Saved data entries
Segment Open

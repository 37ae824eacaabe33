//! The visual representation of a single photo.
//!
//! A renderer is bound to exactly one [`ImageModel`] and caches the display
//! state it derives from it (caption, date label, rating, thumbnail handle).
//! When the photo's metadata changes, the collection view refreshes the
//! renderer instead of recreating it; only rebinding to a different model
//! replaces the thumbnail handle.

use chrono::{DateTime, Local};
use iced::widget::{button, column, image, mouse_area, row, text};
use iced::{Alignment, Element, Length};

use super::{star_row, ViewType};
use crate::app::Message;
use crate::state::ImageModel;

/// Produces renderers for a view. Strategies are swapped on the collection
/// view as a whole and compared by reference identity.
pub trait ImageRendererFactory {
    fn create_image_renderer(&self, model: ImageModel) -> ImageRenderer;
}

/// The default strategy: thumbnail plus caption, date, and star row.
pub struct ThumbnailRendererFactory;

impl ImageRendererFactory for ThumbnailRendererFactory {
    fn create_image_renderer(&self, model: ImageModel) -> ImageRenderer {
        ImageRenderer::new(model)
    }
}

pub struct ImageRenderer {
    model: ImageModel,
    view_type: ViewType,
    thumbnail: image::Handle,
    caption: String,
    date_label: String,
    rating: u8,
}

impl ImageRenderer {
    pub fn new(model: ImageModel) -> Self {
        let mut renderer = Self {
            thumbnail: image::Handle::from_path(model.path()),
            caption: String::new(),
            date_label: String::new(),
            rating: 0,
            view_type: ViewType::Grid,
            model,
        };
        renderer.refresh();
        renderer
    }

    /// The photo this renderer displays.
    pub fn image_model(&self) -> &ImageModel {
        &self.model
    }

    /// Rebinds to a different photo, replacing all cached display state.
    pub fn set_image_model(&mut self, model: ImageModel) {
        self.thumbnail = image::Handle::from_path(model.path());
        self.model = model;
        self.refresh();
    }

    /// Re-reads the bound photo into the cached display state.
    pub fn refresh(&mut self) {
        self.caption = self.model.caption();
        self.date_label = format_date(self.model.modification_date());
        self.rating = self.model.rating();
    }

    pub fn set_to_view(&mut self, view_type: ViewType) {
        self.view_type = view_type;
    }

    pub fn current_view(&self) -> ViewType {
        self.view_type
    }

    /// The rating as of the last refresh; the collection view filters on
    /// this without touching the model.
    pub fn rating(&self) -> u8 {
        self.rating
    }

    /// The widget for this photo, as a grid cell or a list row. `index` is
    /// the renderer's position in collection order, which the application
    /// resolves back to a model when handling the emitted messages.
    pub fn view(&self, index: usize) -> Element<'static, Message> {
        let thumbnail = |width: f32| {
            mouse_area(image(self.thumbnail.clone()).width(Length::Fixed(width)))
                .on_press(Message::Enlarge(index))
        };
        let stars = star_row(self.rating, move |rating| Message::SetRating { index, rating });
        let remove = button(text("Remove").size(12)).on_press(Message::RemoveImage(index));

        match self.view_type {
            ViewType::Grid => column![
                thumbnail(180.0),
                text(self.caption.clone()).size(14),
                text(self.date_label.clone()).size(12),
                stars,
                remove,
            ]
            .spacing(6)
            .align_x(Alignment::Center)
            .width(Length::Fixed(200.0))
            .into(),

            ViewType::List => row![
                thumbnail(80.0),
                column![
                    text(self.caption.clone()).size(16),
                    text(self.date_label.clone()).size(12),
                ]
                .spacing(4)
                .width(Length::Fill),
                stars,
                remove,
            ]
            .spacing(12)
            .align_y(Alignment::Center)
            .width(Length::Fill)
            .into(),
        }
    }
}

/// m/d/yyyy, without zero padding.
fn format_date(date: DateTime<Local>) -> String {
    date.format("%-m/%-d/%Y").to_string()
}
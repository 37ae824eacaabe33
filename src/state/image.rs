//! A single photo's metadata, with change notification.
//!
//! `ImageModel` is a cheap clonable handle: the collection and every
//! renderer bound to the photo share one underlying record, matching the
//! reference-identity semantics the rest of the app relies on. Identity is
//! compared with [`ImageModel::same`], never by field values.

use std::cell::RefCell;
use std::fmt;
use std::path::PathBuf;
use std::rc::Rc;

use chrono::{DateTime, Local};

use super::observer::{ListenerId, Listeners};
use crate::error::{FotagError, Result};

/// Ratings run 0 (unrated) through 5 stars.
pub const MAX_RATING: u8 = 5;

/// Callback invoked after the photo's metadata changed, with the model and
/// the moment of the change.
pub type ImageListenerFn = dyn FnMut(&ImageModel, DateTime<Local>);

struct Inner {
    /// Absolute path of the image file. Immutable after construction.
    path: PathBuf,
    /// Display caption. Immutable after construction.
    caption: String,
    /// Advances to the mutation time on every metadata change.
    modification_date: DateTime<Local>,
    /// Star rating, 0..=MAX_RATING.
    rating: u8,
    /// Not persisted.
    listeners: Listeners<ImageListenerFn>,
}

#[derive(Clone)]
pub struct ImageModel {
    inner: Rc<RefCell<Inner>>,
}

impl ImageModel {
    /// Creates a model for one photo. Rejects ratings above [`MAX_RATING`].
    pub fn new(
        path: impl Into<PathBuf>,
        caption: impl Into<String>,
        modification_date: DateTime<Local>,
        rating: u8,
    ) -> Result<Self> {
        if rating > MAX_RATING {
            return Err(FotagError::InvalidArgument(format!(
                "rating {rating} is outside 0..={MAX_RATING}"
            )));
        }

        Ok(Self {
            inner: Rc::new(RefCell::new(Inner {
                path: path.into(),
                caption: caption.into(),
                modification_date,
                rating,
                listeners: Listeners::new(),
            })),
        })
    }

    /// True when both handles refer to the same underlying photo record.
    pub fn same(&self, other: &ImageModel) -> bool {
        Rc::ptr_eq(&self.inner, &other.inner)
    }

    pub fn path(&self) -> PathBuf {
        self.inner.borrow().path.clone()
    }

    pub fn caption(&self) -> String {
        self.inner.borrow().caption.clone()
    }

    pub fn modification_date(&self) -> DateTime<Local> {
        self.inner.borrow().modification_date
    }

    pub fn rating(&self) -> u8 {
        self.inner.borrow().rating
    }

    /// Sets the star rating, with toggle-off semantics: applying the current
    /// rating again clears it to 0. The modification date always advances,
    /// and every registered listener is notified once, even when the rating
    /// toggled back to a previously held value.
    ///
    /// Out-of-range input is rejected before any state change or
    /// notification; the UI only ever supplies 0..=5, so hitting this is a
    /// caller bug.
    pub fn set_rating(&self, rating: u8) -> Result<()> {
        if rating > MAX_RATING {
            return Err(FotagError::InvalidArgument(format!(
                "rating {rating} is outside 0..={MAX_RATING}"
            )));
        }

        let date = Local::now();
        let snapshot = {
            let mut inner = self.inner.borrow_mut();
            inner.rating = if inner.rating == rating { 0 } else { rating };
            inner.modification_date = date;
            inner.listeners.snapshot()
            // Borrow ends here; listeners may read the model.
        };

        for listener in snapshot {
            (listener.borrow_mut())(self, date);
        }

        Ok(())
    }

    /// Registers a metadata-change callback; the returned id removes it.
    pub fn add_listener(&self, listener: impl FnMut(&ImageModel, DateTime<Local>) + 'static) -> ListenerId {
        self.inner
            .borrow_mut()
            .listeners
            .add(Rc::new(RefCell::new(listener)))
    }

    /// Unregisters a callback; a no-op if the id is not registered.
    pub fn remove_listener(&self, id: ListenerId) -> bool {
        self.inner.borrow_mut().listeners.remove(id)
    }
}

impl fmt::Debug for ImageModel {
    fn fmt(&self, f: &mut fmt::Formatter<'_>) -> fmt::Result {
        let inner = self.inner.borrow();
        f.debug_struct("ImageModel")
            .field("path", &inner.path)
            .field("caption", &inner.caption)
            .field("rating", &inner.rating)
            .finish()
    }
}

Segment Closed

Exercise requirements. Copy out the records above exactly.

Answer to this problem.
repository 37ae824eacaabe33
//! The visual representation of a single photo.
//!
//! A renderer is bound to exactly one [`ImageModel`] and caches the display
//! state it derives from it (caption, date label, rating, thumbnail handle).
//! When the photo's metadata changes, the collection view refreshes the
//! renderer instead of recreating it; only rebinding to a different model
//! replaces the thumbnail handle.

use chrono::{DateTime, Local};
use iced::widget::{button, column, image, mouse_area, row, text};
use iced::{Alignment, Element, Length};

use super::{star_row, ViewType};
use crate::app::Message;
use crate::state::ImageModel;

/// Produces renderers for a view. Strategies are swapped on the collection
/// view as a whole and compared by reference identity.
pub trait ImageRendererFactory {
    fn create_image_renderer(&self, model: ImageModel) -> ImageRenderer;
}

/// The default strategy: thumbnail plus caption, date, and star row.
pub struct ThumbnailRendererFactory;

impl ImageRendererFactory for ThumbnailRendererFactory {
    fn create_image_renderer(&self, model: ImageModel) -> ImageRenderer {
        ImageRenderer::new(model)
    }
}

pub struct ImageRenderer {
    model: ImageModel,
    view_type: ViewType,
    thumbnail: image::Handle,
    caption: String,
    date_label: String,
    rating: u8,
}

impl ImageRenderer {
    pub fn new(model: ImageModel) -> Self {
        let mut renderer = Self {
            thumbnail: image::Handle::from_path(model.path()),
            caption: String::new(),
            date_label: String::new(),
            rating: 0,
            view_type: ViewType::Grid,
            model,
        };
        renderer.refresh();
        renderer
    }

    /// The photo this renderer displays.
    pub fn image_model(&self) -> &ImageModel {
        &self.model
    }

    /// Rebinds to a different photo, replacing all cached display state.
    pub fn set_image_model(&mut self, model: ImageModel) {
        self.thumbnail = image::Handle::from_path(model.path());
        self.model = model;
        self.refresh();
    }

    /// Re-reads the bound photo into the cached display state.
    pub fn refresh(&mut self) {
        self.caption = self.model.caption();
        self.date_label = format_date(self.model.modification_date());
        self.rating = self.model.rating();
    }

    pub fn set_to_view(&mut self, view_type: ViewType) {
        self.view_type = view_type;
    }

    pub fn current_view(&self) -> ViewType {
        self.view_type
    }

    /// The rating as of the last refresh; the collection view filters on
    /// this without touching the model.
    pub fn rating(&self) -> u8 {
        self.rating
    }

    /// The widget for this photo, as a grid cell or a list row. `index` is
    /// the renderer's position in collection order, which the application
    /// resolves back to a model when handling the emitted messages.
    pub fn view(&self, index: usize) -> Element<'static, Message> {
        let thumbnail = |width: f32| {
            mouse_area(image(self.thumbnail.clone()).width(Length::Fixed(width)))
                .on_press(Message::Enlarge(index))
        };
        let stars = star_row(self.rating, move |rating| Message::SetRating { index, rating });
        let remove = button(text("Remove").size(12)).on_press(Message::RemoveImage(index));

        match self.view_type {
            ViewType::Grid => column![
                thumbnail(180.0),
                text(self.caption.clone()).size(14),
                text(self.date_label.clone()).size(12),
                stars,
                remove,
            ]
            .spacing(6)
            .align_x(Alignment::Center)
            .width(Length::Fixed(200.0))
            .into(),

            ViewType::List => row![
                thumbnail(80.0),
                column![
                    text(self.caption.clone()).size(16),
                    text(self.date_label.clone()).size(12),
                ]
                .spacing(4)
                .width(Length::Fill),
                stars,
                remove,
            ]
            .spacing(12)
            .align_y(Alignment::Center)
            .width(Length::Fill)
            .into(),
        }
    }
}

/// m/d/yyyy, without zero padding.
fn format_date(date: DateTime<Local>) -> String {
    date.format("%-m/%-d/%Y").to_string()
}
repository 37ae824eacaabe33
filename src/state/image.rs
//! A single photo's metadata, with change notification.
//!
//! `ImageModel` is a cheap clonable handle: the collection and every
//! renderer bound to the photo share one underlying record, matching the
//! reference-identity semantics the rest of the app relies on. Identity is
//! compared with [`ImageModel::same`], never by field values.

use std::cell::RefCell;
use std::fmt;
use std::path::PathBuf;
use std::rc::Rc;

use chrono::{DateTime, Local};

use super::observer::{ListenerId, Listeners};
use crate::error::{FotagError, Result};

/// Ratings run 0 (unrated) through 5 stars.
pub const MAX_RATING: u8 = 5;

/// Callback invoked after the photo's metadata changed, with the model and
/// the moment of the change.
pub type ImageListenerFn = dyn FnMut(&ImageModel, DateTime<Local>);

struct Inner {
    /// Absolute path of the image file. Immutable after construction.
    path: PathBuf,
    /// Display caption. Immutable after construction.
    caption: String,
    /// Advances to the mutation time on every metadata change.
    modification_date: DateTime<Local>,
    /// Star rating, 0..=MAX_RATING.
    rating: u8,
    /// Not persisted.
    listeners: Listeners<ImageListenerFn>,
}

#[derive(Clone)]
pub struct ImageModel {
    inner: Rc<RefCell<Inner>>,
}

impl ImageModel {
    /// Creates a model for one photo. Rejects ratings above [`MAX_RATING`].
    pub fn new(
        path: impl Into<PathBuf>,
        caption: impl Into<String>,
        modification_date: DateTime<Local>,
        rating: u8,
    ) -> Result<Self> {
        if rating > MAX_RATING {
            return Err(FotagError::InvalidArgument(format!(
                "rating {rating} is outside 0..={MAX_RATING}"
            )));
        }

        Ok(Self {
            inner: Rc::new(RefCell::new(Inner {
                path: path.into(),
                caption: caption.into(),
                modification_date,
                rating,
                listeners: Listeners::new(),
            })),
        })
    }

    /// True when both handles refer to the same underlying photo record.
    pub fn same(&self, other: &ImageModel) -> bool {
        Rc::ptr_eq(&self.inner, &other.inner)
    }

    pub fn path(&self) -> PathBuf {
        self.inner.borrow().path.clone()
    }

    pub fn caption(&self) -> String {
        self.inner.borrow().caption.clone()
    }

    pub fn modification_date(&self) -> DateTime<Local> {
        self.inner.borrow().modification_date
    }

    pub fn rating(&self) -> u8 {
        self.inner.borrow().rating
    }

    /// Sets the star rating, with toggle-off semantics: applying the current
    /// rating again clears it to 0. The modification date always advances,
    /// and every registered listener is notified once, even when the rating
    /// toggled back to a previously held value.
    ///
    /// Out-of-range input is rejected before any state change or
    /// notification; the UI only ever supplies 0..=5, so hitting this is a
    /// caller bug.
    pub fn set_rating(&self, rating: u8) -> Result<()> {
        if rating > MAX_RATING {
            return Err(FotagError::InvalidArgument(format!(
                "rating {rating} is outside 0..={MAX_RATING}"
            )));
        }

        let date = Local::now();
        let snapshot = {
            let mut inner = self.inner.borrow_mut();
            inner.rating = if inner.rating == rating { 0 } else { rating };
            inner.modification_date = date;
            inner.listeners.snapshot()
            // Borrow ends here; listeners may read the model.
        };

        for listener in snapshot {
            (listener.borrow_mut())(self, date);
        }

        Ok(())
    }

    /// Registers a metadata-change callback; the returned id removes it.
    pub fn add_listener(&self, listener: impl FnMut(&ImageModel, DateTime<Local>) + 'static) -> ListenerId {
        self.inner
            .borrow_mut()
            .listeners
            .add(Rc::new(RefCell::new(listener)))
    }

    /// Unregisters a callback; a no-op if the id is not registered.
    pub fn remove_listener(&self, id: ListenerId) -> bool {
        self.inner.borrow_mut().listeners.remove(id)
    }
}

impl fmt::Debug for ImageModel {
    fn fmt(&self, f: &mut fmt::Formatter<'_>) -> fmt::Result {
        let inner = self.inner.borrow();
        f.debug_struct("ImageModel")
            .field("path", &inner.path)
            .field("caption", &inner.caption)
            .field("rating", &inner.rating)
            .finish()
    }
}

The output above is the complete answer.